# Splashway



## jefull77

Headed there this weekend for the first time this summer! Anybody headed out there?


----------



## glampers

Never tried this park. We thought we would just go for the day and try out the water park before we hauled the trailer over there. Write a review after you go. Have a good time.


----------



## jefull77

I've done been a few times, we love it! Camping is great as well as the park


----------



## parrka

Love the place. Been the last two summers. The family that runs the park are wonderful people. Have not been this year yet. We talked to them at the camping show and they told us that they have expanded the water park and the campground. If you go,look into joining the Ray Club to get discounts.


----------



## glampers

Jefull77, can you give us a review on how the park and your weekend went. Thanks


----------



## sea sick

Nice to see ya there Jeff. 

The park to me is kinda like yogi, but better for the older kids to. Nice park, plenty to do. Tables with shade, and close to the water. One part of the camp site is full of nice oaks, the other doesn't have much shade at all. We stayed in the cabins,very nice and have everything you need in them. We took the ranger, put the coolers n kids in them and it made it real nice to limit the walking. Staff is very nice and hospitable. Would go back for sure. 
The pond is loaded with fish, take worms with ya, they have seen everything in academy thrown at them,but will demolish the worms.

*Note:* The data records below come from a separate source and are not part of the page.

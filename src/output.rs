//! Output formatting for occurrence search results
//!
//! Renders each occurrence as `offset:line:` plus the containing line with
//! the matched span highlighted, grep-style. Strictly a consumer of the
//! tree's read contract.

use crate::tree::{SuffixTree, SENTINEL_BYTE};
use memchr::{memchr, memchr_iter, memrchr};
use std::io::{self, Write};
use termcolor::{Color, ColorChoice, ColorSpec, StandardStream, WriteColor};

/// Print `offsets` (occurrences of a pattern of `pattern_len` bytes) with
/// their containing lines.
pub fn print_occurrences(
    tree: &SuffixTree,
    pattern_len: usize,
    offsets: &[usize],
    color: bool,
) -> io::Result<()> {
    let choice = if color {
        ColorChoice::Auto
    } else {
        ColorChoice::Never
    };
    let mut stdout = StandardStream::stdout(choice);
    let text = tree.text();

    for &offset in offsets {
        let line_number = memchr_iter(b'\n', &text[..offset]).count() + 1;
        let line_start = memrchr(b'\n', &text[..offset]).map(|p| p + 1).unwrap_or(0);
        let line_end = memchr(b'\n', &text[offset..])
            .map(|p| offset + p)
            .unwrap_or(text.len());

        // Byte offset, then line number, colored like grep output
        stdout.set_color(ColorSpec::new().set_fg(Some(Color::Magenta)))?;
        write!(stdout, "{}", offset)?;
        stdout.reset()?;
        write!(stdout, ":")?;
        stdout.set_color(ColorSpec::new().set_fg(Some(Color::Green)))?;
        write!(stdout, "{}", line_number)?;
        stdout.reset()?;
        write!(stdout, ":")?;

        // A match may run past the end of its line; clamp the highlight
        let match_end = (offset + pattern_len).min(line_end);

        write_span(&mut stdout, &text[line_start..offset])?;
        stdout.set_color(ColorSpec::new().set_fg(Some(Color::Red)).set_bold(true))?;
        write_span(&mut stdout, &text[offset..match_end])?;
        stdout.reset()?;
        write_span(&mut stdout, &text[match_end..line_end])?;
        writeln!(stdout)?;
    }

    Ok(())
}

/// Write a text span lossily, dropping the sentinel byte from display.
fn write_span(stdout: &mut StandardStream, span: &[u8]) -> io::Result<()> {
    let span = if span.last() == Some(&SENTINEL_BYTE) {
        &span[..span.len() - 1]
    } else {
        span
    };
    write!(stdout, "{}", String::from_utf8_lossy(span))
}
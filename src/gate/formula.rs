//! Gates that evaluate their rate expressions on every query instead of
//! tabulating them. Slower than a table lookup but exact, which matters when
//! an input such as a calcium concentration spans several orders of
//! magnitude and a fixed grid would lose the low end.

use log::warn;
use crate::error::{ExpressionError, GateError};
use crate::expression::RateExpression;
use super::{ChannelId, GateForm, GateId, GateKinetics};


macro_rules! impl_formula_gate_accessors {
    ($name:ident) => {
        impl $name {
            fn check_original(
                &self,
                caller: ChannelId,
                operation: &str,
            ) -> Result<(), GateError> {
                if caller == self.owner {
                    Ok(())
                } else {
                    warn!(
                        "{}: '{}' not allowed from a copied channel, ignoring",
                        stringify!($name), operation,
                    );
                    Err(GateError::NotOriginal(operation.to_string()))
                }
            }

            /// The channel that owns this gate
            pub fn owner(&self) -> ChannelId {
                self.owner
            }

            /// This gate's own id
            pub fn gate_id(&self) -> GateId {
                self.self_id
            }

            /// Parameter supply currently in effect, never the table form
            pub fn form(&self) -> GateForm {
                if self.tau_inf {
                    GateForm::TauInf
                } else {
                    GateForm::AlphaBeta
                }
            }

            /// Sets the alpha rate expression, switching to alpha/beta form.
            /// Compile failures keep the previous expression.
            pub fn set_alpha_expr(
                &mut self,
                caller: ChannelId,
                expr: &str,
            ) -> Result<(), GateError> {
                self.check_original(caller, "alphaExpr")?;
                let compiled = RateExpression::compile(expr)?;
                self.expr_a = Some(compiled);
                self.tau_inf = false;
                Ok(())
            }

            /// Sets the beta rate expression, switching to alpha/beta form
            pub fn set_beta_expr(
                &mut self,
                caller: ChannelId,
                expr: &str,
            ) -> Result<(), GateError> {
                self.check_original(caller, "betaExpr")?;
                let compiled = RateExpression::compile(expr)?;
                self.expr_b = Some(compiled);
                self.tau_inf = false;
                Ok(())
            }

            /// Sets the tau expression, switching to tau/inf form
            pub fn set_tau_expr(
                &mut self,
                caller: ChannelId,
                expr: &str,
            ) -> Result<(), GateError> {
                self.check_original(caller, "tauExpr")?;
                let compiled = RateExpression::compile(expr)?;
                self.expr_a = Some(compiled);
                self.tau_inf = true;
                Ok(())
            }

            /// Sets the steady state expression, switching to tau/inf form
            pub fn set_inf_expr(
                &mut self,
                caller: ChannelId,
                expr: &str,
            ) -> Result<(), GateError> {
                self.check_original(caller, "infExpr")?;
                let compiled = RateExpression::compile(expr)?;
                self.expr_b = Some(compiled);
                self.tau_inf = true;
                Ok(())
            }

            /// The alpha expression source, present only in alpha/beta form
            pub fn alpha_expr(&self) -> Option<&str> {
                if self.tau_inf {
                    None
                } else {
                    self.expr_a.as_ref().map(|e| e.source())
                }
            }

            /// The beta expression source, present only in alpha/beta form
            pub fn beta_expr(&self) -> Option<&str> {
                if self.tau_inf {
                    None
                } else {
                    self.expr_b.as_ref().map(|e| e.source())
                }
            }

            /// The tau expression source, present only in tau/inf form
            pub fn tau_expr(&self) -> Option<&str> {
                if self.tau_inf {
                    self.expr_a.as_ref().map(|e| e.source())
                } else {
                    None
                }
            }

            /// The steady state expression source, present only in tau/inf form
            pub fn inf_expr(&self) -> Option<&str> {
                if self.tau_inf {
                    self.expr_b.as_ref().map(|e| e.source())
                } else {
                    None
                }
            }

            fn expressions(&self) -> Result<(&RateExpression, &RateExpression), GateError> {
                match (self.expr_a.as_ref(), self.expr_b.as_ref()) {
                    (Some(a), Some(b)) => Ok((a, b)),
                    _ => Err(GateError::ExpressionFailure(
                        ExpressionError::EmptyExpression,
                    )),
                }
            }
        }
    };
}

/// A gate over one input variable that evaluates its expressions per query
#[derive(Clone, Debug)]
pub struct FormulaGate {
    owner: ChannelId,
    self_id: GateId,
    // alpha or tau expression depending on form
    expr_a: Option<RateExpression>,
    // beta or inf expression depending on form
    expr_b: Option<RateExpression>,
    tau_inf: bool,
}

impl FormulaGate {
    /// Creates an unconfigured gate owned by the given channel
    pub fn new(owner: ChannelId, self_id: GateId) -> Self {
        FormulaGate {
            owner,
            self_id,
            expr_a: None,
            expr_b: None,
            tau_inf: false,
        }
    }
}

impl_formula_gate_accessors!(FormulaGate);

impl GateKinetics for FormulaGate {
    fn attach(owner: ChannelId, self_id: GateId) -> Self {
        FormulaGate::new(owner, self_id)
    }

    fn lookup_both(&self, v: f64) -> Result<(f64, f64), GateError> {
        let (expr_a, expr_b) = self.expressions()?;
        let a = expr_a.evaluate(v)?;
        let b = expr_b.evaluate(v)?;

        if self.tau_inf {
            // a is tau, b is the steady state
            Ok((b / a, 1.0 / a))
        } else {
            Ok((a, a + b))
        }
    }

    fn is_original(&self, channel: ChannelId) -> bool {
        channel == self.owner
    }
}

/// A gate over voltage and concentration that evaluates its expressions per
/// query. Expressions use `v` for the first input and `c` for the second,
/// the channel decides which external inputs bind to them.
#[derive(Clone, Debug)]
pub struct FormulaGate2D {
    owner: ChannelId,
    self_id: GateId,
    // alpha or tau expression depending on form
    expr_a: Option<RateExpression>,
    // beta or inf expression depending on form
    expr_b: Option<RateExpression>,
    tau_inf: bool,
}

impl FormulaGate2D {
    /// Creates an unconfigured gate owned by the given channel
    pub fn new(owner: ChannelId, self_id: GateId) -> Self {
        FormulaGate2D {
            owner,
            self_id,
            expr_a: None,
            expr_b: None,
            tau_inf: false,
        }
    }

    /// Returns the `(A, B)` pair at the given input pair
    pub fn lookup_both(&self, v: f64, c: f64) -> Result<(f64, f64), GateError> {
        let (expr_a, expr_b) = self.expressions()?;
        let a = expr_a.evaluate_with_conc(v, c)?;
        let b = expr_b.evaluate_with_conc(v, c)?;

        if self.tau_inf {
            // a is tau, b is the steady state
            Ok((b / a, 1.0 / a))
        } else {
            Ok((a, a + b))
        }
    }

    /// Whether the given channel is the gate's original owner
    pub fn is_original(&self, channel: ChannelId) -> bool {
        channel == self.owner
    }

    /// Creates a gate owned by the given channel
    pub fn attach(owner: ChannelId, self_id: GateId) -> Self {
        FormulaGate2D::new(owner, self_id)
    }
}

impl_formula_gate_accessors!(FormulaGate2D);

Only thing that would have been nicer was if the park opened before 12 on Sunday. Opens at 10 the other 6 days.


----------



## krfish

It's a great place for families. I used to be the maintenance manager there. My buddy and his father in law own it. It's catered to families, and they've done some great things to the place. Added more slides and a zip line this year.


----------



## sea sick

krfish said:


> It's a great place for families. I used to be the maintenance manager there. My buddy and his father in law own it. It's catered to families, and they've done some great things to the place. Added more slides and a zip line this year.

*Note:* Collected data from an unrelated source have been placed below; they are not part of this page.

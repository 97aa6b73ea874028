//! # Channel Gating
//!
//! `channel_gating` is the Hodgkin-Huxley gating core of a multi-scale
//! neuronal simulator: voltage and concentration dependent ion channel gates,
//! their kinetic parameters supplied either as precomputed lookup tables or
//! as compiled rate expressions, and the per-step integration that hands a
//! containing compartment solver the channel conductance. Gates follow the
//! `(A, B)` convention where `A` is the forward rate alpha and `B` is
//! `alpha + beta`, with tau and steady state parameterisations transformed
//! into the same pair, so a channel can integrate every gate with one rule.
//!
//! ## Example Code
//!
//! ### Squid K+ channel from the canonical parametric form
//!
//! ```rust
//! use channel_gating::channel::{GateName, TabulatedChannel, TickInfo};
//!
//! // n gate of the Hodgkin and Huxley K+ channel, voltages in mV
//! // relative to rest as in the 1952 papers
//! let mut channel = TabulatedChannel::new();
//! channel.set_gbar(36.0);
//! channel.set_ek(-12.0);
//! channel.set_power(GateName::X, 4).unwrap();
//!
//! let gate = channel.gate(GateName::X).unwrap();
//! gate.write().setup_alpha(channel.id(), &[
//!     // alpha: 0.01 * (10 - v) / (exp((10 - v) / 10) - 1)
//!     0.1, -0.01, -1.0, -10.0, -10.0,
//!     // beta: 0.125 * exp(-v / 80)
//!     0.125, 0.0, 0.0, 0.0, 80.0,
//!     // divs, min, max
//!     150.0, -30.0, 120.0,
//! ]).unwrap();
//! gate.write().set_use_interpolation(channel.id(), true).unwrap();
//!
//! let tick = TickInfo { time: 0.0, dt: 0.01 };
//! channel.handle_vm(0.0);
//! channel.reinit(&tick).unwrap();
//!
//! // clamp to 25 mV above rest and let the gate respond
//! channel.handle_vm(25.0);
//! for _ in 0..1000 {
//!     let output = channel.process(&tick).unwrap();
//!     assert!(output.gk >= 0.0);
//! }
//! ```
//!
//! ### Gate rates from expressions
//!
//! Formula backed gates compile their expressions once and either fill the
//! lookup tables over the input grid or evaluate per query. The input
//! variable is `v` (plus `c` on two input gates) and the helpers `alpha`,
//! `beta`, `tau` and `inf` are writable inside the expression for staged
//! conditional rate laws:
//!
//! ```rust
//! use channel_gating::channel::{GateName, TabulatedChannel};
//!
//! let mut channel = TabulatedChannel::new();
//! channel.set_power(GateName::X, 1).unwrap();
//!
//! let gate = channel.gate(GateName::X).unwrap();
//! let mut gate = gate.write();
//! gate.set_alpha_expr(
//!     channel.id(),
//!     "alpha = 0.3 * exp(-80.0 * (v - -46e-3)) + 3.5; alpha < 3.8 ? 3.8 : alpha",
//! ).unwrap();
//! gate.set_beta_expr(channel.id(), "0.75 * exp(-55.0 * v)").unwrap();
//! gate.set_min(channel.id(), -0.1).unwrap();
//! gate.set_max(channel.id(), 0.05).unwrap();
//! gate.set_divs(channel.id(), 3000).unwrap();
//! gate.fill_tables().unwrap();
//!
//! let a = gate.lookup_a(-0.065).unwrap();
//! let b = gate.lookup_b(-0.065).unwrap();
//! assert!(a > 0.0 && b > a);
//! ```
//!
//! ### Channels over voltage and concentration
//!
//! Two input channels route their external inputs to the gate variables
//! through per gate input indices:
//!
//! ```rust
//! use channel_gating::channel::{GateName, TickInfo};
//! use channel_gating::channel::two_dim::{InputIndex, IonChannel2D};
//!
//! let mut channel = IonChannel2D::new();
//! channel.set_gbar(1.0);
//! channel.set_power(GateName::Z, 1).unwrap();
//! channel.set_input_index(GateName::Z, InputIndex::VoltC1);
//!
//! let gate = channel.gate(GateName::Z).unwrap();
//! gate.write().set_alpha_expr(
//!     channel.id(),
//!     "1500.0 / (1.0 + (c / 1.5e-4 * exp(-77.0 * v)))",
//! ).unwrap();
//! gate.write().set_beta_expr(channel.id(), "20.0").unwrap();
//!
//! channel.handle_vm(-0.05);
//! channel.handle_conc1(1e-4);
//! let tick = TickInfo { time: 0.0, dt: 1e-4 };
//! channel.reinit(&tick).unwrap();
//! channel.process(&tick).unwrap();
//! ```
//!
//! Copies of a channel share the original's gates and may only read them,
//! mutating operations present the calling channel's id and are refused
//! unless it matches the owner.

pub mod channel;
pub mod error;
pub mod expression;
pub mod gate;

Do you know a guy named Matt,use to do insurance, then started working there again. Big guy, very nice, made us feel at home. Forgot about the zip lines, they looked fun for the kids.


----------



## krfish

Matt is one of my best friends. He's a great guy! He has a place in Indianola and we've been on many a duck hunts together! Il have to tell him he impressed y'all. I'll see him this weekend at my bachelor party.


----------



## sea sick

He seemed like more than a employee, he actually cares about the place and it's guest. So that's nice to see. We stayed in cabin 8, he dropped in to welcome us and then I saw him at the park the next day. Good guy.


----------



## krfish

sea sick said:


> He seemed like more than a employee, he actually cares about the place and it's guest. So that's nice to see. We stayed in cabin 8, he dropped in to welcome us and then I saw him at the park the next day. Good guy.

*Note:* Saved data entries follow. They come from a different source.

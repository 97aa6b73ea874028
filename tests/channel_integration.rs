#[cfg(test)]
mod test {
    use channel_gating::channel::{
        ChannelDriver, GateName, TabulatedChannel, TickInfo, INSTANT_X,
    };
    use channel_gating::error::ChannelError;


    const TICK: TickInfo = TickInfo { time: 0.0, dt: 1e-4 };

    // a gate with constant rates A = 5e3, B = 1e4, steady state 0.5
    fn constant_rate_channel() -> TabulatedChannel {
        let mut channel = TabulatedChannel::new();
        channel.set_gbar(1.0);
        channel.set_power(GateName::X, 1).unwrap();

        let gate = channel.gate(GateName::X).unwrap();
        gate.write().set_table_a(channel.id(), vec![5e3, 5e3]).unwrap();
        gate.write().set_table_b(channel.id(), vec![1e4, 1e4]).unwrap();

        channel.handle_vm(0.5);
        channel
    }

    #[test]
    fn test_exponential_euler_approaches_steady_state() {
        let mut channel = constant_rate_channel();

        // start the gate fully closed
        channel.set_initial_state(GateName::X, 0.0);
        channel.reinit(&TICK).unwrap();

        // with B peaking at 1e4 per second and dt of 1e-4 s the update must
        // approach A/B monotonically to within 1% in at most 10 steps
        let target = 0.5;
        let mut previous = 0.0;
        let mut converged_at = None;
        for step in 1..=10 {
            channel.process(&TICK).unwrap();
            let state = channel.state(GateName::X);

            assert!(state > previous, "not monotone at step {}", step);
            assert!(state < target + 1e-12);
            previous = state;

            if converged_at.is_none() && (state - target).abs() < 0.01 * target {
                converged_at = Some(step);
            }
        }

        assert!(converged_at.is_some(), "did not converge within 10 steps");
    }

    #[test]
    fn test_instant_gate_takes_steady_state() {
        let mut channel = constant_rate_channel();
        channel.set_instant(INSTANT_X);
        channel.set_initial_state(GateName::X, 0.0);
        channel.reinit(&TICK).unwrap();

        channel.process(&TICK).unwrap();
        assert!((channel.state(GateName::X) - 0.5).abs() < 1e-12);
    }

    #[test]
    fn test_reinit_seeds_steady_state() {
        let mut channel = constant_rate_channel();
        channel.reinit(&TICK).unwrap();

        assert!((channel.state(GateName::X) - 0.5).abs() < 1e-12);
        assert!((channel.gk() - 0.5).abs() < 1e-12);
    }

    #[test]
    fn test_reinit_keeps_preseeded_state() {
        let mut channel = constant_rate_channel();
        channel.set_initial_state(GateName::X, 0.25);
        channel.reinit(&TICK).unwrap();

        assert!((channel.state(GateName::X) - 0.25).abs() < 1e-12);
        assert!((channel.gk() - 0.25).abs() < 1e-12);
    }

    #[test]
    fn test_reinit_refuses_singular_activation() {
        let mut channel = TabulatedChannel::new();
        channel.set_power(GateName::X, 1).unwrap();

        let gate = channel.gate(GateName::X).unwrap();
        gate.write().set_table_a(channel.id(), vec![0.0, 0.0]).unwrap();
        gate.write().set_table_b(channel.id(), vec![0.0, 0.0]).unwrap();

        assert!(matches!(
            channel.reinit(&TICK),
            Err(ChannelError::SingularActivation(_))
        ));
    }

    #[test]
    fn test_power_composition() {
        let mut channel = TabulatedChannel::new();
        channel.set_gbar(2.0);
        channel.set_power(GateName::X, 3).unwrap();
        channel.set_power(GateName::Y, 1).unwrap();

        for name in [GateName::X, GateName::Y] {
            let gate = channel.gate(name).unwrap();
            gate.write().set_table_a(channel.id(), vec![5e3, 5e3]).unwrap();
            gate.write().set_table_b(channel.id(), vec![1e4, 1e4]).unwrap();
        }

        channel.handle_vm(0.5);
        channel.reinit(&TICK).unwrap();

        // Gk = gbar * X^3 * Y = 2 * 0.125 * 0.5
        assert!((channel.gk() - 2.0 * 0.5_f64.powi(3) * 0.5).abs() < 1e-12);
    }

    #[test]
    fn test_driven_current() {
        let mut channel = constant_rate_channel();
        channel.set_ek(-0.012);
        channel.reinit(&TICK).unwrap();

        let output = channel.process(&TICK).unwrap();
        assert!((output.ik - (channel.ek() - channel.vm()) * output.gk).abs() < 1e-15);
        // clamped above the reversal potential the current flows inward
        assert!(output.ik < 0.0);
    }

    #[test]
    fn test_modulation_scales_conductance() {
        let mut channel = constant_rate_channel();
        channel.reinit(&TICK).unwrap();
        let baseline = channel.process(&TICK).unwrap().gk;

        channel.set_modulation(0.25);
        let modulated = channel.process(&TICK).unwrap().gk;
        assert!((modulated / baseline - 0.25).abs() < 1e-12);
    }

    #[test]
    fn test_solver_driven_channel_skips_stepping() {
        let mut channel = constant_rate_channel();
        channel.set_initial_state(GateName::X, 0.125);
        channel.set_driver(ChannelDriver::SolverDriven);

        channel.reinit(&TICK).unwrap();
        channel.process(&TICK).unwrap();

        // neither call touched the gate state or the outputs
        assert!((channel.state(GateName::X) - 0.125).abs() < 1e-15);
        assert_eq!(channel.gk(), 0.0);

        channel.set_driver(ChannelDriver::SelfStepping);
        channel.reinit(&TICK).unwrap();
        assert!(channel.gk() > 0.0);
    }

    #[test]
    fn test_power_zero_removes_gate_from_product() {
        let mut channel = constant_rate_channel();
        channel.reinit(&TICK).unwrap();
        assert!(channel.gk() > 0.0);

        channel.set_power(GateName::X, 0).unwrap();
        assert!(channel.gate(GateName::X).is_none());

        channel.reinit(&TICK).unwrap();
        // no gates left, the conductance is the bare gbar
        assert!((channel.gk() - channel.gbar()).abs() < 1e-15);
    }

    // Hodgkin and Huxley's K+ channel under voltage clamp, mV and ms units
    // as in the 1952 papers with the resting potential at 0
    #[test]
    fn test_k_channel_voltage_clamp_steady_state() {
        let mut channel = TabulatedChannel::new();
        channel.set_gbar(36.0);
        channel.set_ek(-12.0);
        channel.set_power(GateName::X, 4).unwrap();

        let gate = channel.gate(GateName::X).unwrap();
        gate.write().setup_alpha(channel.id(), &[
            0.1, -0.01, -1.0, -10.0, -10.0,
            0.125, 0.0, 0.0, 0.0, 80.0,
            150.0, -30.0, 120.0,
        ]).unwrap();
        gate.write().set_use_interpolation(channel.id(), true).unwrap();

        let tick = TickInfo { time: 0.0, dt: 0.01 };
        channel.handle_vm(0.0);
        channel.reinit(&tick).unwrap();

        // step the command voltage and let the gate settle
        // the slowest time constant here is ~3.4 ms, run well past it
        let hold = 26.0;
        channel.handle_vm(hold);
        for _ in 0..20_000 {
            channel.process(&tick).unwrap();
        }

        let alpha = 0.01 * (10.0 - hold) / (((10.0 - hold) / 10.0_f64).exp() - 1.0);
        let beta = 0.125 * (-hold / 80.0_f64).exp();
        let n_inf = alpha / (alpha + beta);
        let expected = 36.0 * n_inf.powi(4);

        assert!((channel.gk() - expected).abs() < 1e-6);
    }
}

For sure. He takes care of all the guest and marketing. He's a people person for sure.


----------



## Lawdawg972

We went there a few weeks back for our sons field trip with his school. The personnel were very hospitable. Will definitely head back there this summer.


----------



## glampers

how is the park with crowds? I mean I know it will get crowded but does it ever get too crowded where its not any fun?


----------



## StinkBait

I have never been to Splashway but it sounds like they know how to treat their customers. Yogi on the other hand has a ways to go, it doesn't take long before you get to the park that you come across a rude employee.


----------



## jefull77

The park was great and the camping was awesome!! Like sea sick said Matt and everyone there are very courteous and care about you and your family. The park even though it was memorial day weekend, and there was a lot of people was still really spread out and you were able to enjoy yourself all day. The slides do have lines but that's what you expect but you're not waiting forever. We (adults) went in when it opened and hit the slides up before the lines got long and was good enough for us! Then watched the kids play and sat in the water and lazy river the rest of the day. We got season passes so we will be back a few more times this summer!!


----------



## glampers

jefull77 said:


> The park was great and the camping was awesome!! Like sea sick said Matt and everyone there are very courteous and care about you and your family. The park even though it was memorial day weekend, and there was a lot of people was still really spread out and you were able to enjoy yourself all day. The slides do have lines but that's what you expect but you're not waiting forever. We (adults) went in when it opened and hit the slides up before the lines got long and was good enough for us! Then watched the kids play and sat in the water and lazy river the rest of the day. We got season passes so we will be back a few more times this summer!!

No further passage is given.